The company will commit at least $1 million over a five-year period to charitable and community groups in Indiana’s Decatur County. It also pledged to retain at least 100 jobs in Greensburg. And First Financial has already offered jobs to a number of MainSource’s executives.

While those concessions were disclosed when the deal was announced, a recent regulatory filing shed more light on how those agreements were reached. The disclosures also show how factors other than purchase price can factor into a decision to sell.

Discussions began informally in February when Davis and Brown met for lunch, something they had done regularly in recent years. While talking about MainSource’s recent acquisitions, designed to get the company into more urban markets, and a looming regulatory threshold for First Financial, it “became clear” to the executives “that they had complementary views and strategies” on many topics, the filing said.

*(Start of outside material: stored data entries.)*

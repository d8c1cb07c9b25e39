use std::collections::{BTreeMap, BTreeSet};

use gourd_nbt::{NbtCompound, NbtTag};
use log::debug;

use crate::enchantment::EnchantmentInstance;
use crate::error::ItemError;

pub const TAG_DISPLAY: &str = "display";
pub const TAG_DISPLAY_NAME: &str = "Name";
pub const TAG_DISPLAY_LORE: &str = "Lore";
pub const TAG_ENCH: &str = "ench";
pub const TAG_BLOCK_ENTITY_TAG: &str = "BlockEntityTag";
pub const TAG_CAN_PLACE_ON: &str = "CanPlaceOn";
pub const TAG_CAN_DESTROY: &str = "CanDestroy";

/// Mutable state an item stack carries beyond its kind and count.
///
/// Every field is owned, so cloning an [`ItemData`] never aliases another stack's data.
#[derive(Debug, Clone, Default)]
pub struct ItemData {
    pub(crate) enchantments: BTreeMap<i16, EnchantmentInstance>,
    /// Empty means no custom name.
    pub(crate) custom_name: String,
    pub(crate) lore: Vec<String>,
    pub(crate) block_entity_tag: Option<NbtCompound>,
    pub(crate) can_place_on: BTreeSet<String>,
    pub(crate) can_destroy: BTreeSet<String>,
    /// Keys we don't model, written back untouched.
    pub(crate) extra: NbtCompound,
    pub(crate) display_extra: NbtCompound,
}

impl ItemData {
    pub fn is_empty(&self) -> bool {
        self.enchantments.is_empty()
            && self.custom_name.is_empty()
            && self.lore.is_empty()
            && self.block_entity_tag.is_none()
            && self.can_place_on.is_empty()
            && self.can_destroy.is_empty()
            && self.extra.is_empty()
            && self.display_extra.is_empty()
    }

    /// Builds the tag tree this data is persisted as. Empty data gives an empty compound.
    pub fn to_compound(&self) -> NbtCompound {
        let mut tag = self.extra.clone();

        if !self.custom_name.is_empty() || !self.lore.is_empty() || !self.display_extra.is_empty() {
            let mut display = self.display_extra.clone();
            if !self.custom_name.is_empty() {
                display.put(
                    TAG_DISPLAY_NAME.to_string(),
                    NbtTag::String(self.custom_name.clone()),
                );
            }
            if !self.lore.is_empty() {
                display.put(TAG_DISPLAY_LORE.to_string(), string_list(&self.lore));
            }
            tag.put(TAG_DISPLAY.to_string(), NbtTag::Compound(display));
        }

        if !self.enchantments.is_empty() {
            let entries = self
                .enchantments
                .values()
                .map(|enchantment| enchantment.to_tag())
                .collect::<Vec<_>>();
            tag.put(TAG_ENCH.to_string(), NbtTag::List(entries));
        }

        if let Some(block_entity) = &self.block_entity_tag {
            tag.put(
                TAG_BLOCK_ENTITY_TAG.to_string(),
                NbtTag::Compound(block_entity.clone()),
            );
        }

        if !self.can_place_on.is_empty() {
            tag.put(TAG_CAN_PLACE_ON.to_string(), string_list(&self.can_place_on));
        }
        if !self.can_destroy.is_empty() {
            tag.put(TAG_CAN_DESTROY.to_string(), string_list(&self.can_destroy));
        }

        tag
    }

    /// Replaces everything with what `tag` holds. Fields missing from `tag` end up empty.
    ///
    /// Malformed optional parts are dropped instead of failing the whole read.
    pub fn read_compound(&mut self, tag: &NbtCompound) {
        *self = ItemData::default();

        for (key, value) in tag.iter() {
            match (key.as_str(), value) {
                (TAG_DISPLAY, NbtTag::Compound(display)) => self.read_display(display),
                (TAG_ENCH, NbtTag::List(entries)) => match enchantments_from_tags(entries) {
                    Ok(enchantments) => self.enchantments = enchantments,
                    Err(err) => debug!("Skipping enchantment list: {err}"),
                },
                (TAG_BLOCK_ENTITY_TAG, NbtTag::Compound(block_entity)) => {
                    self.block_entity_tag = Some(block_entity.clone());
                }
                (TAG_CAN_PLACE_ON, NbtTag::List(entries)) => {
                    match strings_from_tags(TAG_CAN_PLACE_ON, entries) {
                        Ok(names) => self.can_place_on = names.into_iter().collect(),
                        Err(err) => debug!("Skipping placement restrictions: {err}"),
                    }
                }
                (TAG_CAN_DESTROY, NbtTag::List(entries)) => {
                    match strings_from_tags(TAG_CAN_DESTROY, entries) {
                        Ok(names) => self.can_destroy = names.into_iter().collect(),
                        Err(err) => debug!("Skipping destroy restrictions: {err}"),
                    }
                }
                (
                    TAG_DISPLAY | TAG_ENCH | TAG_BLOCK_ENTITY_TAG | TAG_CAN_PLACE_ON
                    | TAG_CAN_DESTROY,
                    other,
                ) => debug!("Ignoring {key} stored as a {} tag", other.type_name()),
                _ => self.extra.put(key.clone(), value.clone()),
            }
        }
    }

    fn read_display(&mut self, display: &NbtCompound) {
        for (key, value) in display.iter() {
            match (key.as_str(), value) {
                (TAG_DISPLAY_NAME, NbtTag::String(name)) => self.custom_name = name.clone(),
                (TAG_DISPLAY_LORE, NbtTag::List(lines)) => {
                    match strings_from_tags(TAG_DISPLAY_LORE, lines) {
                        Ok(lines) => self.lore = lines,
                        Err(err) => debug!("Skipping lore: {err}"),
                    }
                }
                (TAG_DISPLAY_NAME | TAG_DISPLAY_LORE, other) => {
                    debug!("Ignoring display {key} stored as a {} tag", other.type_name())
                }
                _ => self.display_extra.put(key.clone(), value.clone()),
            }
        }
    }
}

fn string_list<'a>(strings: impl IntoIterator<Item = &'a String>) -> NbtTag {
    NbtTag::List(strings.into_iter().cloned().map(NbtTag::String).collect())
}

/// Checks every element is a string tag before taking any of them.
pub(crate) fn strings_from_tags(
    field: &'static str,
    tags: &[NbtTag],
) -> Result<Vec<String>, ItemError> {
    tags.iter()
        .enumerate()
        .map(|(index, tag)| match tag {
            NbtTag::String(string) => Ok(string.clone()),
            other => Err(ItemError::TypeMismatch {
                field,
                index,
                expected: "string",
                found: other.type_name(),
            }),
        })
        .collect()
}

/// Checks every element is a compound, then keeps the entries that describe a known
/// enchantment with a positive level.
pub(crate) fn enchantments_from_tags(
    tags: &[NbtTag],
) -> Result<BTreeMap<i16, EnchantmentInstance>, ItemError> {
    let entries = tags
        .iter()
        .enumerate()
        .map(|(index, tag)| match tag {
            NbtTag::Compound(entry) => Ok(entry),
            other => Err(ItemError::TypeMismatch {
                field: TAG_ENCH,
                index,
                expected: "compound",
                found: other.type_name(),
            }),
        })
        .collect::<Result<Vec<_>, _>>()?;

    let mut enchantments = BTreeMap::new();
    for entry in entries {
        match EnchantmentInstance::from_tag(entry) {
            Some(enchantment) => {
                enchantments.insert(enchantment.kind().id(), enchantment);
            }
            None => debug!("Dropping invalid enchantment entry {entry:?}"),
        }
    }
    Ok(enchantments)
}

#[cfg(test)]
mod test {
    use super::*;
    use crate::enchantment::EnchantmentType;

    fn ench_entry(id: i16, level: i16) -> NbtTag {
        let mut entry = NbtCompound::new();
        entry.put("id".to_string(), NbtTag::Short(id));
        entry.put("lvl".to_string(), NbtTag::Short(level));
        NbtTag::Compound(entry)
    }

    #[test]
    fn test_empty_data_writes_nothing() {
        let data = ItemData::default();
        assert!(data.is_empty());
        assert!(data.to_compound().is_empty());
    }

    #[test]
    fn test_display_only_when_named_or_lore() {
        let mut data = ItemData::default();
        data.lore = vec!["first".to_string(), "second".to_string()];
        let tag = data.to_compound();
        let display = tag.get_compound(TAG_DISPLAY).unwrap();
        assert!(display.get(TAG_DISPLAY_NAME).is_none());
        assert_eq!(
            display.get_list(TAG_DISPLAY_LORE),
            Some(&vec![
                NbtTag::String("first".to_string()),
                NbtTag::String("second".to_string())
            ])
        );
        assert!(tag.get(TAG_ENCH).is_none());
    }

    #[test]
    fn test_read_resets_previous_state() {
        let mut data = ItemData::default();
        data.custom_name = "Old".to_string();
        data.can_destroy.insert("stone".to_string());
        data.enchantments.insert(
            9,
            EnchantmentInstance::new(EnchantmentType::Sharpness, 2).unwrap(),
        );

        let mut tag = NbtCompound::new();
        tag.put(
            TAG_CAN_PLACE_ON.to_string(),
            NbtTag::List(vec![NbtTag::String("dirt".to_string())]),
        );
        data.read_compound(&tag);

        assert!(data.custom_name.is_empty());
        assert!(data.enchantments.is_empty());
        assert!(data.can_destroy.is_empty());
        assert!(data.can_place_on.contains("dirt"));
    }

    #[test]
    fn test_bad_lore_list_is_skipped() {
        let mut display = NbtCompound::new();
        display.put(TAG_DISPLAY_NAME.to_string(), NbtTag::String("Named".to_string()));
        display.put(
            TAG_DISPLAY_LORE.to_string(),
            NbtTag::List(vec![NbtTag::Int(1), NbtTag::Int(2)]),
        );
        let mut tag = NbtCompound::new();
        tag.put(TAG_DISPLAY.to_string(), NbtTag::Compound(display));

        let mut data = ItemData::default();
        data.read_compound(&tag);
        assert_eq!(data.custom_name, "Named");
        assert!(data.lore.is_empty());
    }

    #[test]
    fn test_bad_enchantment_entries() {
        let mut tag = NbtCompound::new();
        tag.put(
            TAG_ENCH.to_string(),
            NbtTag::List(vec![ench_entry(9, 0), ench_entry(17, 2), ench_entry(-4, 1)]),
        );
        let mut data = ItemData::default();
        data.read_compound(&tag);
        assert_eq!(data.enchantments.len(), 1);
        assert_eq!(data.enchantments[&17].level(), 2);

        // a list of the wrong element kind is dropped entirely
        tag.put(
            TAG_ENCH.to_string(),
            NbtTag::List(vec![NbtTag::Short(9), NbtTag::Short(3)]),
        );
        data.read_compound(&tag);
        assert!(data.enchantments.is_empty());
    }

    #[test]
    fn test_unknown_keys_survive() {
        let mut display = NbtCompound::new();
        display.put("color".to_string(), NbtTag::Int(0xff0000));
        let mut tag = NbtCompound::new();
        tag.put("Unbreakable".to_string(), NbtTag::Byte(1));
        tag.put(TAG_DISPLAY.to_string(), NbtTag::Compound(display));

        let mut data = ItemData::default();
        data.read_compound(&tag);
        assert!(!data.is_empty());
        assert_eq!(data.to_compound(), tag);
    }

    #[test]
    fn test_strict_string_check() {
        let tags = vec![NbtTag::String("a".to_string()), NbtTag::Byte(0)];
        match strings_from_tags(TAG_DISPLAY_LORE, &tags) {
            Err(ItemError::TypeMismatch {
                field,
                index,
                expected,
                found,
            }) => {
                assert_eq!(field, TAG_DISPLAY_LORE);
                assert_eq!(index, 1);
                assert_eq!(expected, "string");
                assert_eq!(found, "byte");
            }
            other => panic!("expected a type mismatch, got {other:?}"),
        }
    }
}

A month later, Davis and Brown discussed organizational structure, agreeing that First Financial should have a blend of directors and management from both companies. A mutual confidentiality agreement was signed in mid-April.

Retaining key MainSource executives was another important part of the deal. MainSource’s board had already decided that it had little intereste in a stock-based transaction “without MainSource management having a role in the management of the combined firm,” the filing said.

By early May, Davis, Brown and several executives from both companies held more discussions. At this point, MainSource’s board had asked Brown to outline an initial process for due diligence, which included detailed analysis of strategic objectives; an appraisal on how a deal would impact employees and Greensburg; and financial, credit, regulatory and legal reviews.

Davis and Brown discussed the decision to divide duties during a May 22 meeting. First Financial on June 5 proposed an all-stock deal that valued MainSource at $34.86 to $36.12 a share and included multiple options for management structure, including the model the companies eventually adopted, and a pledge to keep jobs and commit funds to Greensburg.

MainSource’s board considered the proposal, along with the “additional resources needed to stay competitive in technology and the creation of a larger platform with which to grow shareholder value,” the filing said. Directors pressed First Financial to include pricing protections, a “more definitive” commitment to Greensburg and a management structure that named Brown as the next president and CEO.

The companies continued to make progress during the summer, with Davis attending the executive session of MainSource’s June 26 board meeting to discuss the deal’s advantages and benefits. By mid-July, First Financial had proposed a fixed-exchange ratio that valued MainSource at $38.23 a share and a plan to appoint six MainSource directors to its 15-member board.

Each company’s board unanimously voted to approve the merger during July 25 meetings. The deal was announced after the markets closed that day.

The deal, which is expected to close early next year, priced MainSource at 272% of its tangible book value.

The transaction will push First Financial above the $10 billion-asset threshold where it faces mandatory stress testing and caps on interchange fees, among other things.

First Financial said it expects the deal to be 5% accretive to 2018 diluted earnings per share and 9% accretive the next year, excluding $63 million in merger-related charges. Those estimates include an expected $12 million in lost revenue tied to the Durbin amendment’s cap on interchange fees and $2 million of added annual regulatory and compliance costs.

"By taking the best of both banks, we believe that the combined company will be even more effective in meeting the lending, economic development and financial education needs of the communities we serve," Davis said in announcing the deal.

First Financial also disclosed in recent regulatory filings that it has offered jobs to three MainSource executives: James Anderson, currently chief financial officer; Karen Woods, corporate counsel and chief risk officer; and Chris Harrison, chief consumer banking officer.

The company said Anderson will become its chief financial officer when the deal closes. John Gavigan, First Financial’s current CFO, will become chief administrative officer.